15. Your Role as Data Controller
When you use our hosting services to operate a website or application that collects personal data from visitors or users, you act as the data controller for that data, and SingleSync acts as your data processor under GDPR Article 28.
As a data controller, you are responsible for:
- Ensuring your website has an appropriate privacy policy
- Obtaining necessary consents from individuals whose data you collect
- Complying with GDPR requirements for data collection, processing, and storage
- Responding to data subject access requests and other rights requests from your users
- Implementing appropriate security measures for data you process
- Notifying us if you receive legal requests related to data hosted on our servers
SingleSync processes your hosted data strictly according to your instructions and our Terms of Service. We implement appropriate technical and organizational measures to ensure the security of data you host with us. Upon request, we can provide a Data Processing Agreement (DPA) that sets out our respective obligations under GDPR Article 28.
16. Supervisory Authority
If you believe we have not handled your personal data in accordance with GDPR or you are unhappy with how we have responded to your request, you have the right to lodge a complaint with the relevant supervisory authority.
The supervisory authority for Ireland is:
Data Protection Commission (DPC)
21 Fitzwilliam Square South
Dublin 2
D02 RD28
Ireland
Website: https://www.dataprotection.ie
Email: info@dataprotection.ie
Phone: +353 (0)761 104 800 or Lo-Call 1890 252 231
However, we encourage you to contact us first so we can address your concerns directly.
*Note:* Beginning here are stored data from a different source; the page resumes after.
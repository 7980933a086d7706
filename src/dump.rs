//! Headless tree dump of the browsed graph (`objscope dump`)

use crate::browser::{same_object, Browser, DisplayOptions, Element, ObjectRef};
use anyhow::Result;
use std::io::Write;

/// Write the graph under the browser's roots as an indented tree
///
/// Descends at most `max_depth` levels below the roots. Objects already on the
/// current branch are printed but not expanded again.
pub fn write_tree(
    browser: &Browser,
    options: DisplayOptions,
    max_depth: usize,
    out: &mut impl Write,
) -> Result<()> {
    let root = browser.root_element();
    writeln!(out, "{}", root.label())?;
    if let Some(roots) = root.object() {
        let mut branch = vec![roots.clone()];
        write_children(browser, roots, options, 1, max_depth, &mut branch, out)?;
    }
    Ok(())
}

fn write_children(
    browser: &Browser,
    parent: &ObjectRef,
    options: DisplayOptions,
    depth: usize,
    max_depth: usize,
    branch: &mut Vec<ObjectRef>,
    out: &mut impl Write,
) -> Result<()> {
    let handler = browser.handler_for(Some(parent));
    let rows: Vec<Element> = handler.children(parent, options)?.collect();
    let indent = "  ".repeat(depth);

    for row in rows {
        if row.is_header() {
            writeln!(out, "{}[{}]", indent, row.label())?;
            continue;
        }
        let Some(child) = row.object() else {
            writeln!(out, "{}{}: null", indent, row.label())?;
            continue;
        };
        let child_handler = browser.handler_for(Some(child));
        writeln!(
            out,
            "{}{}: {}",
            indent,
            row.label(),
            child_handler.string_value(child)
        )?;

        let on_branch = branch.iter().any(|seen| same_object(seen, child));
        if child_handler.is_leaf(child) || on_branch || depth >= max_depth {
            continue;
        }
        branch.push(child.clone());
        write_children(browser, child, options, depth + 1, max_depth, branch, out)?;
        branch.pop();
    }
    Ok(())
}

#[cfg(test)]
mod tests {
    use super::*;
    use crate::browser::{obj, ObjectList};

    fn render(browser: &Browser, depth: usize) -> String {
        let mut out = Vec::new();
        write_tree(browser, DisplayOptions::default(), depth, &mut out).unwrap();
        String::from_utf8(out).unwrap()
    }

    #[test]
    fn dumps_nested_lists() {
        let browser = Browser::new();
        let inner = ObjectList::new();
        inner.push(Some(obj(7_i32)));
        inner.push(None);
        browser.add(obj(inner));
        browser.add(obj("label"));

        assert_eq!(
            render(&browser, 3),
            "Objects\n  0: ObjectList[2]\n    0: 7\n    1: null\n  1: label\n"
        );
        assert_eq!(render(&browser, 1), "Objects\n  0: ObjectList[2]\n  1: label\n");
    }

    #[test]
    fn cycles_are_not_expanded_twice() {
        let browser = Browser::new();
        let list = std::rc::Rc::new(ObjectList::new());
        list.push(Some(list.clone()));
        browser.add(list.clone());

        let text = render(&browser, 10);
        assert_eq!(
            text,
            "Objects\n  0: ObjectList[1]\n    0: ObjectList[1]\n"
        );
        // Break the cycle so the list is freed
        list.retain(|_| false);
    }
}
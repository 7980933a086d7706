// Status bar component
//
// Shows where the session is (depth, row count), how it refreshes and which
// member categories are on, plus key hints for the focused panel.

use crate::browser::DisplayOptions;
use crate::tui::app::App;
use ratatui::{
    layout::Rect,
    style::Style,
    widgets::{Block, Borders, Paragraph},
    Frame,
};

/// Below this width the key hints are dropped
const HINT_MIN_WIDTH: u16 = 100;

/// Short labels for the option toggles, in key order 1, 2, 3
const OPTION_LABELS: [&str; 3] = ["fields", "props", "backing"];

pub fn render(f: &mut Frame, area: Rect, app: &App) {
    let text = status_text(app, area.width >= HINT_MIN_WIDTH);
    let status = Paragraph::new(text)
        .style(Style::default().fg(app.theme.status_bar))
        .block(Block::default().borders(Borders::TOP));
    f.render_widget(status, area);
}

pub(crate) fn status_text(app: &App, with_hint: bool) -> String {
    let session = &app.session;
    let freshness = if session.is_fresh() { "" } else { "*" };
    let mut text = format!(
        " depth {} │ {} rows │ every {:.2}s{} │ {} │ {}",
        session.depth(),
        app.rows.len(),
        session.interval().as_secs_f64(),
        freshness,
        options_text(session.options()),
        app.uptime(),
    );
    if with_hint {
        text.push_str(&format!(" │ {}: {}", app.focus.name(), app.focus_hint()));
    }
    text
}

fn options_text(options: DisplayOptions) -> String {
    OPTION_LABELS
        .iter()
        .enumerate()
        .map(|(i, label)| {
            let mark = if options.is_set_index(i) { "✓" } else { "✗" };
            format!("{}:{}{}", i + 1, label, mark)
        })
        .collect::<Vec<_>>()
        .join(" ")
}

#[cfg(test)]
mod tests {
    use super::*;

    #[test]
    fn option_toggles_are_listed_in_key_order() {
        assert_eq!(
            options_text(DisplayOptions::default()),
            "1:fields✓ 2:props✓ 3:backing✗"
        );
        assert_eq!(
            options_text(DisplayOptions::BACKING_FIELDS),
            "1:fields✗ 2:props✗ 3:backing✓"
        );
    }
}
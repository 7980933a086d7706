//! System clipboard access for the `y` key
//!
//! A fresh `arboard` handle is opened per copy; the TUI copies rarely and a
//! long-lived handle can hold the X11 selection open after exit.

use anyhow::{Context, Result};
use arboard::Clipboard;

/// Put `text` on the system clipboard
///
/// Fails without a display server (headless Linux, plain SSH sessions).
pub fn copy_to_clipboard(text: &str) -> Result<()> {
    Clipboard::new()
        .context("Failed to access clipboard")?
        .set_text(text)
        .context("Failed to set clipboard text")
}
17. Changes to This Policy
We may update this Privacy Policy from time to time to reflect changes in our practices, legal requirements, or service offerings. When we make material changes, we will notify you by:
- Updating the "Last updated" date at the top of this policy
- Sending an email notification to the address on your account
- Displaying a prominent notice on our website or in your hosting control panel
We encourage you to review this Privacy Policy periodically. Continued use of our services after changes are posted constitutes your acceptance of the updated policy.
18. Contact Us
If you have any questions, concerns, or requests regarding your personal data or this Privacy Policy, you can contact us at:
Email: support@singlesync.ie
Contact Form: https://www.singlesync.ie/clients/contact.php
Postal Address:
SingleSync
77 Lower Camden Street
Saint Kevin's
Dublin 2
Ireland
D02XE80
We aim to respond to all inquiries within five (5) business days.